Ironically, on the surface China has never seemed more "equal" to the West. Anyone arriving in Beijing is bound to be impressed by the magnificent new Norman Foster–designed Capital airport. The Beijing Olympic Park, with its Herzog & de Meuron–designed "bird's nest" stadium and its bubble-skinned, transparent National Swimming Center, is stunning. The dingy Soviet-style apartment blocks, disheveled courtyard houses and defoliated streets that I first came to know in the 1970s during the Cultural Revolution have all but vanished. Now one is everywhere overwhelmed by new "development," or fazhan, a word that has attained almost sacerdotal overtones in China.
Yet few Chinese of my acquaintance have allowed themselves to be psychologically convinced by China's success, to believe truly in China's establishment as a leading nation. To do this, I suppose, they would have to be convinced that they already are, in fact, successful and powerful; that the world has already begun to look on their country with a growing sense of wonder, even envy, and that the past is, in fact, the past.
While honest criticisms should not be muted just because Chinese leaders find them grating, we foreigners should be mindful of this complex psychological landscape. In reacting to contemporary events, we tend to forget just how deeply implicated we are in how China came to experience and view the modern world. This long relationship has created a still rather unyielding tension as each country interacts with the other.

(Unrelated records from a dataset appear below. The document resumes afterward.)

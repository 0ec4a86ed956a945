pub mod client;
pub mod mileage;

pub use client::MotClient;
pub use mileage::{last_year_mileage, MotHistoryEntry};
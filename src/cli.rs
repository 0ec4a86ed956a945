use clap::Parser;
use std::path::PathBuf;

#[derive(Parser, Debug)]
#[command(name = "cazcheck")]
#[command(
    version,
    about = "Clean Air Zone charge and MOT history lookup for a vehicle registration"
)]
pub struct Cli {
    /// Registration to look up (otherwise a gateway event is read)
    #[arg(long = "vrn", value_name = "VRN", conflicts_with = "event")]
    pub vrn: Option<String>,

    /// Read the gateway event from a file instead of stdin
    #[arg(long = "event", value_name = "FILE")]
    pub event: Option<PathBuf>,

    /// Use this config file instead of ~/.cazcheck/config.toml
    #[arg(long = "config", value_name = "PATH")]
    pub config: Option<PathBuf>,

    /// Derive last_year_mileage from the MOT history
    #[arg(long = "mileage-rate")]
    pub mileage_rate: bool,

    /// Print current configuration
    #[arg(long = "print")]
    pub print: bool,

    /// Initialize config file
    #[arg(long = "init")]
    pub init: bool,

    /// Check configuration
    #[arg(long = "check")]
    pub check: bool,
}

impl Cli {
    pub fn parse_args() -> Self {
        Self::parse()
    }
}
use serde::{Deserialize, Serialize};

/// Top-level configuration, read from `~/.cazcheck/config.toml`
#[derive(Debug, Clone, PartialEq, Serialize, Deserialize)]
#[serde(default)]
pub struct Config {
    /// Derive `last_year_mileage` from the two most recent MOT tests.
    /// When off, the envelope always reports 0.
    pub enable_mileage_rate: bool,
    pub checker: CheckerConfig,
    pub mot: MotConfig,
}

/// Clean air zone vehicle checker (HTML form service)
#[derive(Debug, Clone, PartialEq, Serialize, Deserialize)]
#[serde(default)]
pub struct CheckerConfig {
    pub base_url: String,
    pub entry_path: String,
    pub confirm_path: String,
    /// The checker rejects requests without a browser-like agent
    pub user_agent: String,
    /// First cell of the result row we care about, compared exactly
    pub zone: String,
    /// Charge shown for a chargeable vehicle, e.g. "£8.00"
    pub charge_amount: String,
    pub no_charge_text: String,
    pub timeout_secs: u64,
}

/// MOT history REST API
#[derive(Debug, Clone, PartialEq, Serialize, Deserialize)]
#[serde(default)]
pub struct MotConfig {
    pub endpoint: String,
    pub timeout_secs: u64,
    #[serde(skip_serializing_if = "Option::is_none")]
    pub api_key: Option<String>,
}

impl CheckerConfig {
    pub fn entry_url(&self) -> String {
        join_url(&self.base_url, &self.entry_path)
    }

    pub fn confirm_url(&self) -> String {
        join_url(&self.base_url, &self.confirm_path)
    }
}

fn join_url(base: &str, path: &str) -> String {
    format!(
        "{}/{}",
        base.trim_end_matches('/'),
        path.trim_start_matches('/')
    )
}

#[cfg(test)]
mod tests {
    use super::*;

    #[test]
    fn test_urls_join_without_double_slash() {
        let mut checker = CheckerConfig::default();
        checker.base_url = "http://127.0.0.1:8080/".to_string();
        checker.entry_path = "/vehicle_checkers/enter_details".to_string();
        assert_eq!(
            checker.entry_url(),
            "http://127.0.0.1:8080/vehicle_checkers/enter_details"
        );
    }

    #[test]
    fn test_partial_toml_falls_back_to_defaults() {
        let config: Config = toml::from_str(
            r#"
            enable_mileage_rate = true

            [mot]
            api_key = "abc"
            "#,
        )
        .unwrap();

        assert!(config.enable_mileage_rate);
        assert_eq!(config.mot.api_key.as_deref(), Some("abc"));
        assert_eq!(config.checker, CheckerConfig::default());
    }
}
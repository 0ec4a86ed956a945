//! The checker's form flow as a chain of states.
//!
//! `Session::bootstrap` → `Bootstrapped::lookup` → `LookedUp::confirm` →
//! `Confirmed::extract`. Each step consumes the previous state, so the token
//! and cookie jar can only be used in order and only within one lookup.

use super::parse;
use super::types::{ChargeDetermination, VehicleRecord};
use crate::config::CheckerConfig;
use crate::error::{CheckerError, Result};
use reqwest::header::REFERER;
use std::time::Duration;
use tracing::{debug, info};

/// A fresh HTTP session with its own cookie jar
pub struct Session {
    client: reqwest::Client,
    config: CheckerConfig,
}

/// Entry page fetched, anti-forgery token in hand
pub struct Bootstrapped {
    session: Session,
    token: String,
}

/// Result of submitting the registration form
pub enum Lookup {
    NotFound,
    Found(LookedUp),
}

/// Vehicle found; details read from the lookup page
pub struct LookedUp {
    session: Session,
    token: String,
    pub vehicle: VehicleRecord,
}

/// Details confirmed; holds the results page
pub struct Confirmed {
    config: CheckerConfig,
    pub vehicle: VehicleRecord,
    page: String,
}

#[derive(Debug, Clone, PartialEq)]
pub struct Extracted {
    pub vehicle: VehicleRecord,
    pub charged: ChargeDetermination,
}

impl Session {
    pub fn new(config: &CheckerConfig) -> Result<Self> {
        let client = reqwest::Client::builder()
            .cookie_store(true)
            .user_agent(config.user_agent.as_str())
            .timeout(Duration::from_secs(config.timeout_secs))
            .build()?;

        Ok(Self {
            client,
            config: config.clone(),
        })
    }

    /// Fetch the entry page and read the csrf token from its head
    pub async fn bootstrap(self) -> Result<Bootstrapped> {
        let url = self.config.entry_url();
        debug!(%url, "fetching checker entry page");

        let page = self
            .client
            .get(&url)
            .send()
            .await?
            .error_for_status()?
            .text()
            .await?;

        let token = parse::extract_token(&page).ok_or(CheckerError::TokenNotFound)?;
        debug!("anti-forgery token acquired");

        Ok(Bootstrapped {
            session: self,
            token,
        })
    }

    async fn post_form(&self, url: &str, form: &[(&str, &str)]) -> Result<String> {
        let page = self
            .client
            .post(url)
            .header(REFERER, self.config.entry_url())
            .form(form)
            .send()
            .await?
            .error_for_status()?
            .text()
            .await?;
        Ok(page)
    }
}

impl Bootstrapped {
    /// Submit the registration. A not-found page ends the flow here.
    pub async fn lookup(self, vrn: &str) -> Result<Lookup> {
        let url = self.session.config.entry_url();
        let page = self
            .session
            .post_form(
                &url,
                &[
                    ("vrn", vrn),
                    ("registration-country", "UK"),
                    ("commit", "Continue"),
                    ("authenticity_token", self.token.as_str()),
                ],
            )
            .await?;

        if parse::is_not_found(&page) {
            info!(vrn, "vehicle not found by checker");
            return Ok(Lookup::NotFound);
        }

        let vehicle = parse::extract_vehicle(&page);
        debug!(attributes = vehicle.len(), "vehicle details read");

        Ok(Lookup::Found(LookedUp {
            session: self.session,
            token: self.token,
            vehicle,
        }))
    }
}

impl LookedUp {
    /// Confirm the details as shown and fetch the results page
    pub async fn confirm(self) -> Result<Confirmed> {
        let url = self.session.config.confirm_url();
        let page = self
            .session
            .post_form(
                &url,
                &[
                    ("authenticity_token", self.token.as_str()),
                    ("confirm_details_form[undetermined]", "false"),
                    ("confirm_details_form[taxi_and_correct_type]", "true"),
                    ("confirm_details_form[confirm_details]", "yes"),
                    ("confirm_details_form[confirm_taxi_or_phv]", "false"),
                    ("commit", "Confirm"),
                ],
            )
            .await?;

        Ok(Confirmed {
            config: self.session.config,
            vehicle: self.vehicle,
            page,
        })
    }
}

impl Confirmed {
    pub fn extract(self) -> Extracted {
        let charged = parse::determine_charge(&self.page, &self.config);
        Extracted {
            vehicle: self.vehicle,
            charged,
        }
    }
}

Despite the fact that China has gotten closer than ever to escaping from this past, it's important to understand that its leaders and people are still susceptible to older ways of responding to the world around them. Now is not the time to provoke them further and impede their progress toward a new, more equal and self-assured sense of nationhood.
Adapted from “China: Humiliation and the Olympics” by Orville Schell, published in the current New York Review of Books.